Filter the lines below, keeping each one that holds "HashSet".
══ Extracted entries
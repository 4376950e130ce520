//! Integer-scale embedding similarity
//!
//! Similarity between two vectors is cosine similarity scaled by 10,000,
//! which for real status embeddings clusters in the 6,500–8,000 range.
//! The averaged-similarity features subtract the 6,500 baseline; the
//! similar-status counters use a 7,300 threshold. The downstream weight
//! table was fit against these constants.

use fedirank_common::models::Status;
use fedirank_common::EMBEDDING_DIM;

/// Baseline subtracted from averaged similarity features
pub const SIMILARITY_BASELINE: f32 = 6500.0;

/// A status counts as "similar" at or above this value
pub const SIMILARITY_THRESHOLD: f32 = 7300.0;

/// Sentinel returned when the vectors are not comparable (length
/// mismatch, i.e. one side has no embedding)
pub const SIMILARITY_NO_SIGNAL: f32 = 1.0;

/// Elementwise mean over the statuses that carry embeddings. Returns the
/// zero vector when none do, which the similarity gate then treats as no
/// signal.
pub fn mean_embedding(statuses: &[Status]) -> Vec<f32> {
    let embedded: Vec<&Status> = statuses.iter().filter(|s| s.has_embedding()).collect();
    if embedded.is_empty() {
        return vec![0.0; EMBEDDING_DIM];
    }

    let mut sums = vec![0.0f32; embedded[0].embedding.len()];
    for status in &embedded {
        for (sum, value) in sums.iter_mut().zip(&status.embedding) {
            *sum += value;
        }
    }
    let count = embedded.len() as f32;
    for sum in sums.iter_mut() {
        *sum /= count;
    }
    sums
}

/// Cosine similarity scaled to the integer range. Returns the no-signal
/// sentinel for incomparable vectors and 0 when either side has zero
/// norm.
pub fn integer_similarity(a: &[f32], b: &[f32]) -> f32 {
    if a.len() != b.len() {
        return SIMILARITY_NO_SIGNAL;
    }

    let mut dot = 0.0f32;
    let mut norm_a = 0.0f32;
    let mut norm_b = 0.0f32;
    for (x, y) in a.iter().zip(b) {
        dot += x * y;
        norm_a += x * x;
        norm_b += y * y;
    }
    if norm_a == 0.0 || norm_b == 0.0 {
        return 0.0;
    }

    dot / (norm_a.sqrt() * norm_b.sqrt()) * 10_000.0
}

/// Averaged-similarity feature: similarity between the mean embedding of
/// the interacted statuses and the candidate's embedding, baseline
/// adjusted. The gate covers both the sentinel and the zero-norm case.
pub fn similarity_feature(interacted: &[Status], candidate_status: &Status) -> i64 {
    let average = mean_embedding(interacted);
    let similarity = integer_similarity(&average, &candidate_status.embedding);
    if similarity <= SIMILARITY_NO_SIGNAL {
        return 0;
    }
    (similarity - SIMILARITY_BASELINE).round() as i64
}

/// Count of interacted statuses whose embedding clears the similarity
/// threshold against the candidate's.
pub fn similar_status_count(interacted: &[Status], candidate_status: &Status) -> i64 {
    interacted
        .iter()
        .filter(|status| {
            integer_similarity(&status.embedding, &candidate_status.embedding)
                >= SIMILARITY_THRESHOLD
        })
        .count() as i64
}
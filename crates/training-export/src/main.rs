//! Fedirank Training Export
//!
//! Joins the persisted aggregates against the interactions that actually
//! followed (did the viewer like or reblog the status?) and writes the
//! labelled feature maps to `training_data.json` for offline weight
//! fitting. Fitting itself happens elsewhere.

use fedirank_common::{config::AppConfig, db::DbPool, VERSION};
use serde::Serialize;
use sqlx::Row;
use tracing::{info, Level};

const OUTPUT_PATH: &str = "training_data.json";

/// One labelled example: the feature map that was served and the
/// engagement observed afterwards
#[derive(Debug, Serialize)]
struct TrainingPoint {
    aggregates: serde_json::Value,
    results: TrainingResults,
}

#[derive(Debug, Serialize)]
struct TrainingResults {
    liked: bool,
    rebloged: bool,
}

const TRAINING_DATA_SQL: &str = r#"
SELECT aggregates.aggregate,
       favourites.id IS NOT NULL AS liked,
       reblog.id IS NOT NULL AS rebloged
FROM aggregates
LEFT JOIN favourites
    ON favourites.status_id = aggregates.status_id
   AND favourites.account_id = aggregates.account_id
LEFT JOIN statuses reblog
    ON reblog.reblog_of_id = aggregates.status_id
   AND reblog.account_id = aggregates.account_id
"#;

#[tokio::main]
async fn main() -> Result<(), Box<dyn std::error::Error>> {
    // Load environment variables
    dotenvy::dotenv().ok();

    // Initialize tracing
    tracing_subscriber::fmt()
        .with_max_level(Level::INFO)
        .with_target(true)
        .json()
        .init();

    info!("Starting fedirank training export v{}", VERSION);

    // Load configuration
    let config = AppConfig::load().map_err(|e| {
        tracing::error!(error = %e, "Failed to load configuration");
        e
    })?;

    // Initialize database connection
    let db = DbPool::connect(&config).await?;

    let rows = sqlx::query(TRAINING_DATA_SQL)
        .fetch_all(db.inner())
        .await?;

    let mut training_points = Vec::with_capacity(rows.len());
    for row in &rows {
        training_points.push(TrainingPoint {
            aggregates: row.try_get("aggregate")?,
            results: TrainingResults {
                liked: row.try_get("liked")?,
                rebloged: row.try_get("rebloged")?,
            },
        });
    }

    let json = serde_json::to_string_pretty(&training_points)?;
    tokio::fs::write(OUTPUT_PATH, json).await?;

    info!(
        points = training_points.len(),
        path = OUTPUT_PATH,
        "Training data written"
    );
    Ok(())
}
//! Database layer for fedirank
//!
//! Provides connection pool management over the Mastodon-compatible
//! relational store. All data access in the engine is raw parameterized
//! SQL; there is no entity layer.

use crate::config::AppConfig;
use crate::errors::{AppError, Result};
use sqlx::postgres::PgPoolOptions;
use sqlx::PgPool;
use std::time::Duration;
use tracing::info;

/// Database connection pool wrapper
#[derive(Clone)]
pub struct DbPool {
    pool: PgPool,
}

impl DbPool {
    /// Create a new database pool from configuration
    pub async fn connect(config: &AppConfig) -> Result<Self> {
        info!(
            host = %config.db_host,
            port = config.db_port,
            database = %config.db_name,
            "Connecting to database..."
        );

        let pool = PgPoolOptions::new()
            .max_connections(config.db_max_connections)
            .acquire_timeout(Duration::from_secs(config.db_connect_timeout_secs))
            .connect(&config.database_url())
            .await
            .map_err(|e| AppError::DatabaseConnection {
                message: format!("Failed to connect: {}", e),
            })?;

        info!("Database connection established");

        Ok(Self { pool })
    }

    /// Access the underlying pool for queries
    pub fn inner(&self) -> &PgPool {
        &self.pool
    }

    /// Ping the database to check connectivity
    pub async fn ping(&self) -> Result<()> {
        sqlx::query("SELECT 1")
            .execute(&self.pool)
            .await
            .map_err(|e| AppError::DatabaseConnection {
                message: format!("Ping failed: {}", e),
            })?;
        Ok(())
    }
}
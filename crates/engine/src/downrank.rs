//! Author diversity down-ranker
//!
//! Reduces the ranks of authors who appear multiple times in a scored
//! batch. The list is sorted ascending by rank before the pass, so the
//! lowest-scoring occurrence of a repeated author is penalized first and
//! the strongest occurrence keeps the mildest cumulative penalty. The
//! ascending order is intentional, long-observed behavior; do not flip it
//! without the owning team's sign-off.

use fedirank_common::models::RankedCandidate;
use std::collections::HashMap;

/// Multiplier applied to each repeat occurrence of an author; compounds
/// per occurrence (0.75, 0.5625, ...)
const AUTHOR_PENALTY: f32 = 0.75;

/// Apply the diversity penalty. The first-seen occurrence of an author
/// key is untouched; each subsequent occurrence is multiplied by a decay
/// that strengthens with every repeat. Returns the list in ascending
/// order of the pre-penalty ranks.
pub fn downrank_by_author(mut ranked: Vec<RankedCandidate>) -> Vec<RankedCandidate> {
    ranked.sort_by(|a, b| a.rank.partial_cmp(&b.rank).unwrap_or(std::cmp::Ordering::Equal));

    let mut penalties: HashMap<String, f32> = HashMap::new();
    for candidate in ranked.iter_mut() {
        let author_key = candidate.candidate.author_key();
        match penalties.get_mut(&author_key) {
            None => {
                penalties.insert(author_key, AUTHOR_PENALTY);
            }
            Some(multiplier) => {
                candidate.rank *= *multiplier;
                *multiplier *= AUTHOR_PENALTY;
            }
        }
    }

    ranked
}

#[cfg(test)]
mod tests {
    use super::*;
    use fedirank_common::models::Candidate;

    fn ranked(status_id: &str, author: &str, rank: f32) -> RankedCandidate {
        RankedCandidate {
            candidate: Candidate {
                status_id: status_id.into(),
                status_external_id: status_id.into(),
                status_domain: "s.net".into(),
                account_id: "100".into(),
                account_url: "https://local/users/viewer".into(),
                author_username: author.into(),
                author_domain: "a.net".into(),
            },
            rank,
        }
    }

    #[test]
    fn test_repeated_author_decays_progressively() {
        // Three statuses by the same author, pre-scored 10, 20, 30.
        // Ascending pass: 10 is first-seen (unpenalized), 20 takes 0.75,
        // 30 takes 0.5625.
        let input = vec![
            ranked("1", "alice", 30.0),
            ranked("2", "alice", 10.0),
            ranked("3", "alice", 20.0),
        ];
        let output = downrank_by_author(input);
        let ranks: Vec<f32> = output.iter().map(|c| c.rank).collect();
        assert_eq!(ranks, vec![10.0, 15.0, 16.875]);
    }

    #[test]
    fn test_unique_authors_unchanged() {
        let input = vec![
            ranked("1", "alice", 5.0),
            ranked("2", "bob", 3.0),
            ranked("3", "carol", 4.0),
        ];
        let output = downrank_by_author(input);
        let ranks: Vec<f32> = output.iter().map(|c| c.rank).collect();
        // Reordered ascending, no penalties
        assert_eq!(ranks, vec![3.0, 4.0, 5.0]);
    }

    #[test]
    fn test_length_and_candidates_preserved() {
        let input = vec![
            ranked("1", "alice", 2.0),
            ranked("2", "alice", 1.0),
            ranked("3", "bob", 3.0),
        ];
        let mut input_ids: Vec<String> =
            input.iter().map(|c| c.candidate.status_id.clone()).collect();
        let output = downrank_by_author(input);
        assert_eq!(output.len(), 3);
        let mut output_ids: Vec<String> =
            output.iter().map(|c| c.candidate.status_id.clone()).collect();
        input_ids.sort();
        output_ids.sort();
        assert_eq!(input_ids, output_ids);
    }

    #[test]
    fn test_empty_input() {
        assert!(downrank_by_author(Vec::new()).is_empty());
    }
}
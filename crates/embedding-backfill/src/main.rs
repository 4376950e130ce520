//! Fedirank Embedding Backfill
//!
//! Offline job that warms the embedding store: every status a local user
//! has liked or reblogged is run through the embedding cache's bulk
//! path, so the ranking service finds persisted vectors instead of
//! calling the remote service at request time.

mod processor;

use crate::processor::Backfill;
use fedirank_common::{config::AppConfig, db::DbPool, embeddings, VERSION};
use tracing::{info, Level};

#[tokio::main]
async fn main() -> Result<(), Box<dyn std::error::Error>> {
    // Load environment variables
    dotenvy::dotenv().ok();

    // Initialize tracing
    tracing_subscriber::fmt()
        .with_max_level(Level::INFO)
        .with_target(true)
        .json()
        .init();

    info!("Starting fedirank embedding backfill v{}", VERSION);

    // Load configuration
    let config = AppConfig::load().map_err(|e| {
        tracing::error!(error = %e, "Failed to load configuration");
        e
    })?;

    // Initialize database connection
    let db = DbPool::connect(&config).await?;

    // Initialize the embedding client
    let embedder = embeddings::create_embedder(&config)?;

    let backfill = Backfill::new(db, embedder);
    backfill.run().await?;

    info!("Embedding backfill complete");
    Ok(())
}
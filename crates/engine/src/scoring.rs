//! Linear scoring of aggregated candidates
//!
//! The rank of a candidate is the weighted sum of its feature values.
//! The default table is the production weight vector; tests and offline
//! experiments inject their own via the constructor instead of mutating
//! a global.

use std::collections::HashMap;

/// Weight vector applied to the feature map
#[derive(Debug, Clone)]
pub struct RankingWeights {
    weights: HashMap<&'static str, f32>,
}

impl Default for RankingWeights {
    fn default() -> Self {
        let weights: HashMap<&'static str, f32> = HashMap::from([
            ("account_liked_author_status_count", 10.0),
            ("account_liked_status_count", 0.0),
            ("account_liked_tag_status_count", 10.0),
            ("account_rebloged_author_status_count", 30.0),
            ("account_rebloged_status_count", 0.0),
            ("account_rebloged_tag_status_count", 20.0),
            ("author_follower_count", 0.004),
            ("author_like_count", 0.4),
            ("author_reblog_count", 0.8),
            ("author_reply_count", 0.6),
            ("candidate_status_like_count", 1.0),
            ("candidate_status_reblog_count", 2.0),
            ("candidate_status_reply_count", 1.5),
            ("average_like_embedding_similarity", 2.0),
            ("average_reblog_embedding_similarity", 3.0),
            ("account_liked_status_with_similar_embedding", 8.0),
            ("account_rebloged_status_with_similar_embedding", 15.0),
        ]);
        Self { weights }
    }
}

impl RankingWeights {
    /// Build a custom weight table (constructor injection for tests)
    pub fn new(weights: HashMap<&'static str, f32>) -> Self {
        Self { weights }
    }

    /// Weight for a feature; unknown features weigh nothing
    pub fn weight(&self, feature: &str) -> f32 {
        self.weights.get(feature).copied().unwrap_or(0.0)
    }

    /// Weighted sum over a feature map. Arithmetic is f32 end to end and
    /// the result may be negative via the similarity adjustments.
    pub fn score(&self, aggregates: &HashMap<String, i64>) -> f32 {
        aggregates
            .iter()
            .map(|(name, value)| self.weight(name) * *value as f32)
            .sum()
    }

    /// The feature names this table covers
    pub fn feature_names(&self) -> Vec<&'static str> {
        self.weights.keys().copied().collect()
    }
}

#[cfg(test)]
mod tests {
    use super::*;
    use crate::extractors::REGISTRY;
    use std::collections::HashSet;

    #[test]
    fn test_default_table_covers_exactly_the_registry() {
        let weighted: HashSet<&str> = RankingWeights::default().feature_names().into_iter().collect();
        let extracted: HashSet<&str> = REGISTRY.iter().map(|(name, _)| *name).collect();
        assert_eq!(weighted, extracted);
    }

    #[test]
    fn test_score_single_feature() {
        // 42 followers at 0.004 a piece
        let weights = RankingWeights::default();
        let mut aggregates = HashMap::new();
        for (name, _) in REGISTRY {
            aggregates.insert(name.to_string(), 0);
        }
        aggregates.insert("author_follower_count".to_string(), 42);
        let score = weights.score(&aggregates);
        assert!((score - 0.168).abs() < 1e-5);
    }

    #[test]
    fn test_score_can_be_negative() {
        let weights = RankingWeights::default();
        let mut aggregates = HashMap::new();
        aggregates.insert("average_like_embedding_similarity".to_string(), -3000);
        assert!(weights.score(&aggregates) < 0.0);
    }

    #[test]
    fn test_unknown_feature_weighs_nothing() {
        let weights = RankingWeights::default();
        let mut aggregates = HashMap::new();
        aggregates.insert("brand_new_feature".to_string(), 1_000_000);
        assert_eq!(weights.score(&aggregates), 0.0);
    }

    #[test]
    fn test_injected_weights_override_defaults() {
        let weights = RankingWeights::new(HashMap::from([("candidate_status_like_count", 5.0)]));
        let mut aggregates = HashMap::new();
        aggregates.insert("candidate_status_like_count".to_string(), 3);
        aggregates.insert("author_follower_count".to_string(), 1000);
        assert_eq!(weights.score(&aggregates), 15.0);
    }
}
════
- _Solution_
    use std::collections::HashSet;
        let weighted: HashSet<&str> = RankingWeights::default().feature_names().into_iter().collect();
        let extracted: HashSet<&str> = REGISTRY.iter().map(|(name, _)| *name).collect();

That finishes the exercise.